Sur le plan économique, la crise sanitaire a marqué une véritable rupture. Si cette diminution de l’activité économique a eu des effets positifs sur le plan environnemental, elle se traduit par une dégradation des comptes publics, une augmentation de l’endettement et une explosion de la précarité et de la pauvreté.

Au niveau local, il est difficile d’obtenir des chiffres récents prenant en compte les conséquences de la crise sanitaire. Quelques données peuvent cependant être mises en avant :

  • Selon la Région, on assiste en Nouvelle-Aquitaine à un «  effondrement de l’économie des très petites entreprises  », avec une anticipation d’une baisse de 12 % de l’activité de ces établissements.
  • Sur le territoire de Grand Poitiers, le nombre d’entreprises (toutes entreprises confondues y compris les auto-entreprises) est passé de 20 508 en janvier 2020 à 21 053 en juillet 2020 (source répertoire SIRENE). Cette augmentation est la traduction d’une montée en puissance des entreprises sans salariés (+ 660 entreprises) et la décrue des entreprises avec salariés (-115 entreprises). Elle reflète sans doute la fragilisation du tissu économique local.
  • Au 31 décembre 2020, le nombre de demandeurs d’emploi a augmenté de 4,3% en un an et le nombre d’offres d’emploi proposées a chuté de plus de 25%.

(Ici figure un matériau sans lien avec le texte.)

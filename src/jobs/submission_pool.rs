//! Submission pool
//!
//! Intake pushes jobs onto an unbounded queue so it never waits. A supervisor
//! task pulls from the queue, keeps at most `max_concurrency` workers in
//! flight, logs every outcome and turns worker panics into `failed` records.
//! Dropping every `SubmissionQueue` handle lets the supervisor drain in-flight
//! work and exit.
//!
//! A job's slot claim comes back to the supervisor with its result and is only
//! released once the outcome is persisted. Records the store could not finish
//! keep their slot until the process exits.

use futures_util::FutureExt;
use std::any::Any;
use std::panic::AssertUnwindSafe;
use std::sync::Arc;
use tokio::sync::mpsc;
use tokio::task::{JoinError, JoinHandle, JoinSet};
use tracing::{error, info, warn};

use crate::models::record::{
    FailureCode, FailureReason, OperationRecord, OperationStatus, SubmissionOutcome,
};
use crate::services::record_store::{RecordStore, StoreError};
use crate::services::slot_guard::{SlotClaim, SlotGuard};
use crate::services::submission::SubmissionWorker;

/// One record to drive to a terminal status
#[derive(Debug)]
pub struct SubmissionJob {
    pub record: OperationRecord,
    /// Released by the supervisor once the outcome is persisted
    pub claim: Option<SlotClaim>,
}

/// Producer side of the pool
#[derive(Clone)]
pub struct SubmissionQueue {
    tx: mpsc::UnboundedSender<SubmissionJob>,
}

impl SubmissionQueue {
    /// Never blocks. Hands the job back if the pool is no longer running.
    pub fn enqueue(&self, job: SubmissionJob) -> Result<(), SubmissionJob> {
        self.tx.send(job).map_err(|e| e.0)
    }
}

struct JobResult {
    id: String,
    claim: Option<SlotClaim>,
    result: Result<Result<SubmissionOutcome, StoreError>, Box<dyn Any + Send>>,
}

/// Start the supervisor task
///
/// # Arguments
///
/// * `worker` - Shared submission worker
/// * `max_concurrency` - Upper bound on jobs in flight (at least 1)
pub fn start_submission_pool(
    worker: Arc<SubmissionWorker>,
    max_concurrency: usize,
) -> (SubmissionQueue, JoinHandle<()>) {
    let (tx, rx) = mpsc::unbounded_channel();
    let max_concurrency = max_concurrency.max(1);

    info!(max_concurrency = max_concurrency, "Submission pool started");
    let handle = tokio::spawn(supervise(worker, rx, max_concurrency));

    (SubmissionQueue { tx }, handle)
}

async fn supervise(
    worker: Arc<SubmissionWorker>,
    mut rx: mpsc::UnboundedReceiver<SubmissionJob>,
    max_concurrency: usize,
) {
    let mut in_flight: JoinSet<JobResult> = JoinSet::new();
    let mut stranded: Vec<SlotClaim> = Vec::new();
    let mut accepting = true;

    loop {
        tokio::select! {
            job = rx.recv(), if accepting && in_flight.len() < max_concurrency => match job {
                Some(job) => spawn_job(&mut in_flight, &worker, job),
                None => {
                    info!(in_flight = in_flight.len(), "Submission queue closed, draining");
                    accepting = false;
                }
            },
            Some(joined) = in_flight.join_next(), if !in_flight.is_empty() => {
                if let Some(claim) = handle_finished(&worker, joined).await {
                    stranded.push(claim);
                }
            }
            else => break,
        }
    }

    info!(stranded = stranded.len(), "Submission pool stopped");
}

fn spawn_job(in_flight: &mut JoinSet<JobResult>, worker: &Arc<SubmissionWorker>, job: SubmissionJob) {
    let worker = Arc::clone(worker);

    in_flight.spawn(async move {
        let SubmissionJob { record, claim } = job;
        let result = AssertUnwindSafe(worker.process(&record)).catch_unwind().await;
        JobResult {
            id: record.id,
            claim,
            result,
        }
    });
}

/// Log a finished job and persist panics as failures
///
/// Returns the slot claim when the record could not be brought to a terminal
/// status; the caller keeps it so no second submission takes the slot.
async fn handle_finished(worker: &SubmissionWorker, joined: Result<JobResult, JoinError>) -> Option<SlotClaim> {
    let JobResult { id, claim, result } = match joined {
        Ok(finished) => finished,
        Err(e) => {
            // Task aborted: its claim was dropped with it
            error!(error = %e, "Submission task did not finish");
            return None;
        }
    };

    match result {
        Ok(Ok(SubmissionOutcome::Completed(receipt))) => {
            info!(
                op_hash = %id,
                tx_hash = %receipt.transaction_hash,
                gas_used = receipt.gas_used,
                "Operation completed"
            );
            None
        }
        Ok(Ok(SubmissionOutcome::Failed(reason))) => {
            warn!(
                op_hash = %id,
                code = %reason.code,
                reason = %reason.message,
                "Operation failed"
            );
            None
        }
        Ok(Err(e)) if e.is_already_terminal() => {
            error!(op_hash = %id, error = %e, "Operation finished outside its worker");
            None
        }
        Ok(Err(e)) => {
            // Left unfinished; recovery retries it on next start
            error!(op_hash = %id, error = %e, "Submission could not persist its outcome, slot stays held");
            claim
        }
        Err(panic) => {
            let message = panic_message(panic.as_ref());
            error!(op_hash = %id, panic = %message, "Submission worker panicked");

            let reason = FailureReason::new(FailureCode::WorkerPanicked, message);
            match worker.record_failure(&id, reason).await {
                Ok(()) => None,
                Err(e) if e.is_already_terminal() => None,
                Err(e) => {
                    error!(op_hash = %id, error = %e, "Failed to mark panicked operation as failed");
                    claim
                }
            }
        }
    }
}

fn panic_message(panic: &(dyn Any + Send)) -> String {
    if let Some(s) = panic.downcast_ref::<&str>() {
        s.to_string()
    } else if let Some(s) = panic.downcast_ref::<String>() {
        s.clone()
    } else {
        "worker panicked".to_string()
    }
}

/// Re-enqueue every `pending` or `submitted` record left by a previous run
///
/// `submitted` records claim their slot first since their transaction may
/// already be on the way. A record whose slot is already held is marked
/// `failed/slot_conflict` instead of being sent a second time.
///
/// Returns the number of records handed to the pool.
pub async fn recover_unfinished(
    store: &dyn RecordStore,
    slots: &SlotGuard,
    queue: &SubmissionQueue,
) -> Result<usize, StoreError> {
    let (mut unfinished, pending): (Vec<_>, Vec<_>) = store
        .list_unfinished()
        .await?
        .into_iter()
        .partition(|record| record.status == OperationStatus::Submitted);
    unfinished.extend(pending);

    let mut recovered = 0;

    for record in unfinished {
        let Some(claim) = slots.try_claim(record.operation.sender, record.operation.nonce) else {
            warn!(
                op_hash = %record.id,
                sender = %record.operation.sender,
                nonce = %record.operation.nonce,
                "Another unfinished operation holds this nonce slot"
            );
            let reason = FailureReason::new(
                FailureCode::SlotConflict,
                format!(
                    "nonce {} of sender {} was already being submitted",
                    record.operation.nonce, record.operation.sender
                ),
            );
            store
                .update_status(&record.id, &SubmissionOutcome::Failed(reason))
                .await?;
            continue;
        };

        info!(op_hash = %record.id, status = %record.status, "Recovering unfinished operation");
        let job = SubmissionJob {
            record,
            claim: Some(claim),
        };
        if queue.enqueue(job).is_err() {
            warn!("Submission pool is not running, stopping recovery");
            break;
        }
        recovered += 1;
    }

    Ok(recovered)
}
#[cfg(test)]
mod tests {
    use super::*;

    #[test]
    fn test_panic_message_reads_str_and_string_payloads() {
        let literal: Box<dyn Any + Send> = Box::new("gateway exploded");
        assert_eq!(panic_message(literal.as_ref()), "gateway exploded");

        let formatted: Box<dyn Any + Send> = Box::new(format!("nonce {}", 7));
        assert_eq!(panic_message(formatted.as_ref()), "nonce 7");

        let opaque: Box<dyn Any + Send> = Box::new(42u32);
        assert_eq!(panic_message(opaque.as_ref()), "worker panicked");
    }
}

En 2018, la Taxe d’Habitation sur les Résidences Principales (THRP) a fait l’objet d’une disparition progressive pour environ 80 % des ménages au niveau national. La Loi de finances 2020 porte la réforme de la disparition la THRP pour les 20 % de ménages restant à terme. Par conséquent, en 2023, plus aucun ménage ne paiera de THRP. Néanmoins, c’est dès 2021 que les collectivités n’auront plus de recettes provenant de cette taxe dans leurs budgets. Les communes percevront en substitution un surplus de taxe foncière sur les propriétés bâties, tandis que sera allouée aux établissements publics de coopération intercommunale à fiscalité propre (EPCI) une quote-part de TVA.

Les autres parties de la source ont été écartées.